A merger between the two loss-making Shanghai airlines is expected to change the shape of the aviation market in the city and help develop it into an international air hub.
China's state-owned asset regulator and the Shanghai government have granted preliminary approval for China Eastern Airlines and Shanghai Airlines to merge and details of the merger will be unveiled within 20 days from last Saturday, according to Liu Shaoyang, chairman of the bigger China Eastern.
A working team consisting of four China Eastern officials, including Liu and general manager Ma Xulun, and three executives from Shanghai Air, including Chairman Zhou Chi, has held a meeting to discuss ways to cooperate toward a merger.
There is much anticipation in the market that the two airlines may cooperate through a share swap or making the smaller carrier a subsidiary of China Eastern.
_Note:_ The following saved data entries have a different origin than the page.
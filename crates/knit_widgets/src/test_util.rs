//! Shared fixtures for widget unit tests

use knit_core::{DrawCommand, Point, RecordingContext};
use knit_platform::PointerState;

use crate::nine_patch::ButtonTexture;
use crate::painter::Painter;
use crate::skin::Skin;

pub(crate) struct Fixture {
    pub ctx: RecordingContext,
    pub skin: Skin,
    pub texture: ButtonTexture,
}

impl Fixture {
    pub fn new() -> Self {
        let skin = Skin::default();
        let mut ctx = RecordingContext::new();
        let texture = ButtonTexture::upload(&mut ctx, &skin).unwrap();
        Self { ctx, skin, texture }
    }

    /// Run `f` against a fresh painter and return what it drew
    pub fn paint(&mut self, f: impl FnOnce(&mut Painter<'_>)) -> Vec<DrawCommand> {
        let mut painter = Painter::new(&mut self.ctx, &self.skin, &self.texture);
        f(&mut painter);
        self.ctx.take_commands()
    }
}

pub(crate) fn pointer_at(x: i32, y: i32) -> PointerState {
    let mut pointer = PointerState::new();
    pointer.move_to(Point::new(x, y));
    pointer
}
//! Painter - the drawing surface plus the resources widgets draw with

use knit_core::{Color, DrawContext, Rect};

use crate::nine_patch::ButtonTexture;
use crate::skin::Skin;
use crate::text::{text_at, HorizontalAlign, VerticalAlign};

/// Drawing handle passed down the widget tree during a draw pass
pub struct Painter<'a> {
    ctx: &'a mut dyn DrawContext,
    skin: &'a Skin,
    button: &'a ButtonTexture,
}

impl<'a> Painter<'a> {
    pub fn new(ctx: &'a mut dyn DrawContext, skin: &'a Skin, button: &'a ButtonTexture) -> Self {
        Self { ctx, skin, button }
    }

    pub fn skin(&self) -> &Skin {
        self.skin
    }

    /// Fill `rect` with a solid color
    pub fn fill_rect(&mut self, rect: Rect, color: Color) {
        self.ctx.fill_rect(rect, color);
    }

    /// Draw one line of text aligned inside `region` in the skin's font and
    /// text color
    pub fn text(
        &mut self,
        text: &str,
        region: Rect,
        horizontal: HorizontalAlign,
        vertical: VerticalAlign,
    ) {
        if text.is_empty() {
            return;
        }
        let font = self.skin.font;
        let origin = text_at(&font, text, region, horizontal, vertical);
        self.ctx.draw_text(text, &font, origin, self.skin.text_color);
    }

    /// Draw the button frame stretched over `rect`
    pub fn button_frame(&mut self, rect: Rect) {
        self.button.draw(&mut *self.ctx, rect);
    }
}
//! Software rasterizer for recorded draw commands
//!
//! Fills are alpha-blended, images are stretched with nearest-neighbour
//! sampling, and text is drawn as solid glyph cells: scenarios check where
//! text lands, not its letterforms.

use anyhow::Result;
use image::{Rgba, RgbaImage};
use knit_core::{BitmapFont, Color, DrawCommand, ImageData, Point, Rect, RecordingContext};

/// Renders [`DrawCommand`]s into an RGBA canvas
pub struct Rasterizer {
    canvas: RgbaImage,
}

impl Rasterizer {
    /// Create a canvas cleared to `background`
    pub fn new(width: u32, height: u32, background: Color) -> Self {
        Self {
            canvas: RgbaImage::from_pixel(width, height, Rgba(background.to_array())),
        }
    }

    /// Execute `commands`, resolving images through `images`
    pub fn render(&mut self, commands: &[DrawCommand], images: &RecordingContext) -> Result<()> {
        for command in commands {
            match command {
                DrawCommand::FillRect { rect, color } => self.fill_rect(*rect, *color),
                DrawCommand::DrawText {
                    text,
                    font,
                    origin,
                    color,
                } => self.draw_text(text, font, *origin, *color),
                DrawCommand::DrawImage { image, src, dst } => {
                    let data = images.image(*image)?;
                    self.draw_image(data, *src, *dst);
                }
            }
        }
        Ok(())
    }

    pub fn canvas(&self) -> &RgbaImage {
        &self.canvas
    }

    pub fn into_image(self) -> RgbaImage {
        self.canvas
    }

    fn bounds(&self) -> Rect {
        Rect::from_xywh(
            0,
            0,
            self.canvas.width() as i32,
            self.canvas.height() as i32,
        )
    }

    /// Canvas pixels covered by `rect`, as half-open ranges
    fn clip(&self, rect: Rect) -> Option<(std::ops::Range<i32>, std::ops::Range<i32>)> {
        let b = self.bounds();
        let x0 = rect.min.x.max(b.min.x);
        let y0 = rect.min.y.max(b.min.y);
        let x1 = rect.max.x.min(b.max.x);
        let y1 = rect.max.y.min(b.max.y);
        (x0 < x1 && y0 < y1).then(|| (x0..x1, y0..y1))
    }

    fn blend(&mut self, x: i32, y: i32, color: Color) {
        let dst = self.canvas.get_pixel_mut(x as u32, y as u32);
        let a = color.a as u32;
        if a == 0xff {
            *dst = Rgba(color.to_array());
            return;
        }
        let inv = 0xff - a;
        let src = color.to_array();
        for c in 0..3 {
            dst.0[c] = ((src[c] as u32 * a + dst.0[c] as u32 * inv) / 0xff) as u8;
        }
        dst.0[3] = (a + dst.0[3] as u32 * inv / 0xff).min(0xff) as u8;
    }

    fn fill_rect(&mut self, rect: Rect, color: Color) {
        let Some((xs, ys)) = self.clip(rect) else {
            return;
        };
        for y in ys {
            for x in xs.clone() {
                self.blend(x, y, color);
            }
        }
    }

    fn draw_image(&mut self, image: &ImageData, src: Rect, dst: Rect) {
        if src.is_empty() || dst.is_empty() {
            return;
        }
        let Some((xs, ys)) = self.clip(dst) else {
            return;
        };
        for y in ys {
            let sy = src.min.y + (y - dst.min.y) * src.height() / dst.height();
            for x in xs.clone() {
                let sx = src.min.x + (x - dst.min.x) * src.width() / dst.width();
                if let Some(color) = image.pixel(sx as u32, sy as u32) {
                    self.blend(x, y, color);
                }
            }
        }
    }

    fn draw_text(&mut self, text: &str, font: &BitmapFont, origin: Point, color: Color) {
        let top = origin.y - font.ascent;
        for (i, ch) in text.chars().enumerate() {
            if ch.is_whitespace() {
                continue;
            }
            let x = origin.x + i as i32 * font.glyph_width;
            // Leave a one pixel gutter between cells and above the cap line
            let cell = Rect::new(x, top + 2, x + font.glyph_width - 1, origin.y);
            self.fill_rect(cell, color);
        }
    }
}

/// Convert pixel data to an `image` buffer
pub fn to_rgba_image(data: &ImageData) -> RgbaImage {
    // Dimensions and length are validated by ImageData
    RgbaImage::from_fn(data.width(), data.height(), |x, y| {
        Rgba(data.pixel(x, y).unwrap_or(Color::TRANSPARENT).to_array())
    })
}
"The two carriers are very likely to swap shares, which means Shanghai Air can still be run independently, as well as generate synergy between them ? but turning Shanghai Air into a subsidiary can fundamentally solve problems for long-term development," said Mao Ang, an analyst at China Galaxy Securities Research.
Liu said the two airlines are exploring possible ways but have yet to make a final decision. "But we have expanded business cooperation and reached agreements on some fundamental issues such as no staff cuts," he said.
Large airline
The merger will create a very large airline which boasts a fleet of about 300 planes flying on more than 600 routes, and also propel Shanghai to overtake Beijing as China's biggest air-travel destination in 2015.
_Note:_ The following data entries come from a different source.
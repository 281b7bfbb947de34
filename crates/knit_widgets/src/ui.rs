//! Ui root - owns the widget tree and its drawing resources

use knit_core::{DrawContext, Rect};
use knit_platform::PointerInput;

use crate::error::Result;
use crate::nine_patch::ButtonTexture;
use crate::painter::Painter;
use crate::skin::Skin;
use crate::widget::Widget;

/// A widget tree ready to be driven by the host's frame loop.
///
/// Each frame the host calls [`handle_input`](Self::handle_input) and then
/// [`draw`](Self::draw) with the same viewport region.
#[derive(Debug)]
pub struct Ui {
    root: Widget,
    skin: Skin,
    button_texture: ButtonTexture,
}

impl Ui {
    /// Validate `skin` and upload the textures it needs to `ctx`.
    ///
    /// Fails when the skin is inconsistent or the drawing surface refuses the
    /// button texture.
    pub fn new(ctx: &mut dyn DrawContext, skin: Skin, root: impl Into<Widget>) -> Result<Self> {
        skin.validate()?;
        let button_texture = ButtonTexture::upload(ctx, &skin)?;
        Ok(Self {
            root: root.into(),
            skin,
            button_texture,
        })
    }

    /// Root of the widget tree
    pub fn root(&self) -> &Widget {
        &self.root
    }

    /// Mutable root, for editing the tree between frames
    pub fn root_mut(&mut self) -> &mut Widget {
        &mut self.root
    }

    /// Skin the tree is drawn with
    pub fn skin(&self) -> &Skin {
        &self.skin
    }

    pub fn button_texture(&self) -> &ButtonTexture {
        &self.button_texture
    }

    /// Run the input pass over the tree
    pub fn handle_input(&mut self, input: &dyn PointerInput, region: Rect) -> bool {
        self.root.handle_input(input, region)
    }

    /// Run the draw pass over the tree
    pub fn draw(&self, ctx: &mut dyn DrawContext, region: Rect) {
        let mut painter = Painter::new(ctx, &self.skin, &self.button_texture);
        self.root.draw(&mut painter, region);
    }
}
//! Nine-patch images
//!
//! A nine-patch is a small source image split into a 3x3 grid: the corners
//! keep their size, the edges stretch along one axis and the center stretches
//! along both. Buttons use one synthesized from the skin: a ring of
//! `button_border` around a `button_fill` interior.

use knit_core::{DrawContext, ImageData, ImageId, Rect};

use crate::error::Result;
use crate::skin::Skin;

/// Source pixels of a nine-patch plus the size of its fixed corners
#[derive(Clone, Debug, PartialEq, Eq)]
pub struct NinePatch {
    image: ImageData,
    border: u32,
}

impl NinePatch {
    /// Wrap an existing image. `border` is clamped so the center keeps at
    /// least one pixel where the image allows it.
    pub fn new(image: ImageData, border: u32) -> Self {
        let max_border = image.width().min(image.height()).saturating_sub(1) / 2;
        Self {
            image,
            border: border.min(max_border),
        }
    }

    /// Synthesize the button pattern described by `skin`
    pub fn button(skin: &Skin) -> Result<Self> {
        let size = skin.patch_size;
        let b = skin.patch_border;
        let far = size.saturating_sub(b);
        let image = ImageData::from_fn(size, size, |x, y| {
            if x < b || y < b || x >= far || y >= far {
                skin.button_border
            } else {
                skin.button_fill
            }
        })?;
        Ok(Self::new(image, b))
    }

    pub fn image(&self) -> &ImageData {
        &self.image
    }

    pub fn border(&self) -> u32 {
        self.border
    }

    /// The (source, destination) pairs that stretch this patch over `dst`.
    ///
    /// Corners shrink evenly when `dst` is smaller than two borders. Slices
    /// that would cover no pixels are left out.
    pub fn slices(&self, dst: Rect) -> Vec<(Rect, Rect)> {
        if dst.is_empty() {
            return Vec::new();
        }

        let b = self.border as i32;
        let src_cols = bands(0, self.image.width() as i32, b, b);
        let src_rows = bands(0, self.image.height() as i32, b, b);
        let cx = b.min(dst.width() / 2);
        let cy = b.min(dst.height() / 2);
        let dst_cols = bands(dst.min.x, dst.max.x, cx, cx);
        let dst_rows = bands(dst.min.y, dst.max.y, cy, cy);

        let mut out = Vec::with_capacity(9);
        for (src_row, dst_row) in src_rows.iter().zip(&dst_rows) {
            for (src_col, dst_col) in src_cols.iter().zip(&dst_cols) {
                let src = Rect::new(src_col.0, src_row.0, src_col.1, src_row.1);
                let dst = Rect::new(dst_col.0, dst_row.0, dst_col.1, dst_row.1);
                if !src.is_empty() && !dst.is_empty() {
                    out.push((src, dst));
                }
            }
        }
        out
    }

    /// Draw the uploaded copy of this patch (`image`) stretched over `dst`
    pub fn draw(&self, ctx: &mut dyn DrawContext, image: ImageId, dst: Rect) {
        for (src, dst) in self.slices(dst) {
            ctx.draw_image(image, src, dst);
        }
    }
}

/// Split `[start, end)` into leading, middle and trailing bands
fn bands(start: i32, end: i32, lead: i32, trail: i32) -> [(i32, i32); 3] {
    [
        (start, start + lead),
        (start + lead, end - trail),
        (end - trail, end),
    ]
}

/// A nine-patch uploaded to the drawing surface
#[derive(Clone, Debug)]
pub struct ButtonTexture {
    patch: NinePatch,
    image: ImageId,
}

impl ButtonTexture {
    /// Synthesize the button patch for `skin` and upload it.
    ///
    /// Upload failure is returned to the caller; there is no fallback texture.
    pub fn upload(ctx: &mut dyn DrawContext, skin: &Skin) -> Result<Self> {
        let patch = NinePatch::button(skin)?;
        let image = ctx.create_image(patch.image())?;
        tracing::debug!(
            ?image,
            size = skin.patch_size,
            border = skin.patch_border,
            "uploaded button texture"
        );
        Ok(Self { patch, image })
    }

    pub fn patch(&self) -> &NinePatch {
        &self.patch
    }

    pub fn image(&self) -> ImageId {
        self.image
    }

    /// Draw the button frame stretched over `dst`
    pub fn draw(&self, ctx: &mut dyn DrawContext, dst: Rect) {
        self.patch.draw(ctx, self.image, dst);
    }
}

#[cfg(test)]
mod tests {
    use super::*;
    use knit_core::{Color, DrawCommand, DrawError, RecordingContext};

    #[test]
    fn test_button_pattern_pixels() {
        let patch = NinePatch::button(&Skin::default()).unwrap();
        let img = patch.image();

        assert_eq!((img.width(), img.height()), (16, 16));
        assert_eq!(img.pixel(0, 0), Some(Color::rgb(0x33, 0x33, 0x33)));
        assert_eq!(img.pixel(15, 15), Some(Color::rgb(0x33, 0x33, 0x33)));
        assert_eq!(img.pixel(15, 0), Some(Color::DARK_GRAY));
        assert_eq!(img.pixel(0, 8), Some(Color::DARK_GRAY));
        assert_eq!(img.pixel(8, 8), Some(Color::rgb(0xcc, 0xcc, 0xcc)));
        assert_eq!(img.pixel(1, 1), Some(Color::LIGHT_GRAY));
        assert_eq!(img.pixel(14, 14), Some(Color::LIGHT_GRAY));
    }

    #[test]
    fn test_slices_cover_destination() {
        let patch = NinePatch::button(&Skin::default()).unwrap();
        let dst = Rect::from_xywh(10, 20, 80, 24);
        let slices = patch.slices(dst);

        assert_eq!(slices.len(), 9);
        // Corners keep the border size
        assert_eq!(slices[0], (Rect::new(0, 0, 1, 1), Rect::new(10, 20, 11, 21)));
        assert_eq!(
            slices[8],
            (Rect::new(15, 15, 16, 16), Rect::new(89, 43, 90, 44))
        );
        // Center stretches
        assert_eq!(
            slices[4],
            (Rect::new(1, 1, 15, 15), Rect::new(11, 21, 89, 43))
        );

        let area: i32 = slices.iter().map(|(_, d)| d.width() * d.height()).sum();
        assert_eq!(area, 80 * 24);
    }

    #[test]
    fn test_slices_of_thin_destination() {
        let patch = NinePatch::button(&Skin::default()).unwrap();

        // One pixel wide: corners collapse, only the middle column remains
        let slices = patch.slices(Rect::from_xywh(0, 0, 1, 10));
        assert_eq!(slices.len(), 3);
        assert!(slices.iter().all(|(_, d)| d.width() == 1));

        assert!(patch.slices(Rect::from_xywh(0, 0, 0, 10)).is_empty());
    }

    #[test]
    fn test_border_clamped_to_image() {
        let img = ImageData::from_fn(4, 4, |_, _| Color::WHITE).unwrap();
        assert_eq!(NinePatch::new(img, 10).border(), 1);
    }

    #[test]
    fn test_upload_and_draw() {
        let mut ctx = RecordingContext::new();
        let texture = ButtonTexture::upload(&mut ctx, &Skin::default()).unwrap();
        assert_eq!(ctx.image(texture.image()).unwrap().width(), 16);

        texture.draw(&mut ctx, Rect::from_xywh(0, 0, 40, 20));
        assert_eq!(ctx.commands().len(), 9);
        assert!(ctx
            .commands()
            .iter()
            .all(|c| matches!(c, DrawCommand::DrawImage { image, .. } if *image == texture.image())));
    }

    #[test]
    fn test_upload_failure_is_surfaced() {
        let mut ctx = RecordingContext::with_image_capacity(0);
        let err = ButtonTexture::upload(&mut ctx, &Skin::default()).unwrap_err();
        assert!(matches!(
            err,
            crate::WidgetError::Draw(DrawError::ImageCapacity(0))
        ));
    }
}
Shanghai is one of the most important air hubs in China with a high turnover in traffic and a well-connected network, but there is at the moment no leading airline to help build it into an international air hub.
A leading airline usually carves up about 50 percent of turnover in a local aviation market. For example, Air China has a more than 45 percent share of Beijing's market and China Southern Airlines has about 50 percent of Guangzhou's market.
But China Eastern owns about 32 percent in the Shanghai market and Shanghai Air owns 17 percent. A merger would result in a combined share of 49 percent which would present a formidable challenge to other carriers.
"Shanghai is the financial capital of China and there are plans to build the city into an international financial and shipping center, so forming a leading airline is a necessity," Mao said. "There is duplication of routes between the two carriers that lead to fierce competition, and a merger will help them adjust flight schedules and networks to increase revenues and save costs," Mao said.
China Eastern lost about 14 billion yuan (US$2.9 billion) last year due to shrinking demand brought by the global financial crisis and its hedging losses. Shanghai Air lost 1.25 billion yuan. The two carriers have been suspended from trading since last week due to the merger talk.
Huang Bin, board secretary of Air China, said it has no plans to adjust its strategy in Shanghai because of the merger between the two local carriers. It set up a branch in Shanghai earlier this year to tap a bigger market share in the city.
Price war
News of the possible merger also threatened the development of smaller and private carriers.
"We don't welcome a monopoly in the aviation market because only fair competition can benefit the market and passengers," said Wang Zhenghua, head of China's first budget carrier Spring Airlines. "A price war is unavoidable and we are also studying how to weather pressure brought by airline groups and the H1N1 virus."
Qian Qimin, an analyst at Shenyin & Wanguo Securities Co, said a recovery in the market is the key factor that will benefit the carriers rather than a merger. Airlines worldwide may lose US$9 billion this year as the slump and swine flu hurt travel demand, according to the International Air Transport Association.
Meanwhile, Singapore's Minister Mentor Lee Kuan Yew told media that Singapore Airlines (SIA) and China Eastern may start talking again about potential cooperation.
But Chew Choon Seng, SIA's chief executive, said it is not looking at acquisitions in China for now.
China Eastern's Liu also said the airline hasn't resumed talks with SIA about a possible partnership, but the carrier is open to all overseas investment including strategic and financial partners after expanding its market share in Shanghai to about 50 percent through the merger.
In 2007, China Eastern planned to sell a 24-percent stake to SIA and Temasek Holdings, Singapore's state-linked investment firm, for US$923 million but the deal was blocked by the China National Aviation Corp, parent of Air China.
CNAC sought a tie-up with China Eastern in a bid to dominate the world's second-largest aviation market but was rejected by the Shanghai-based carrier.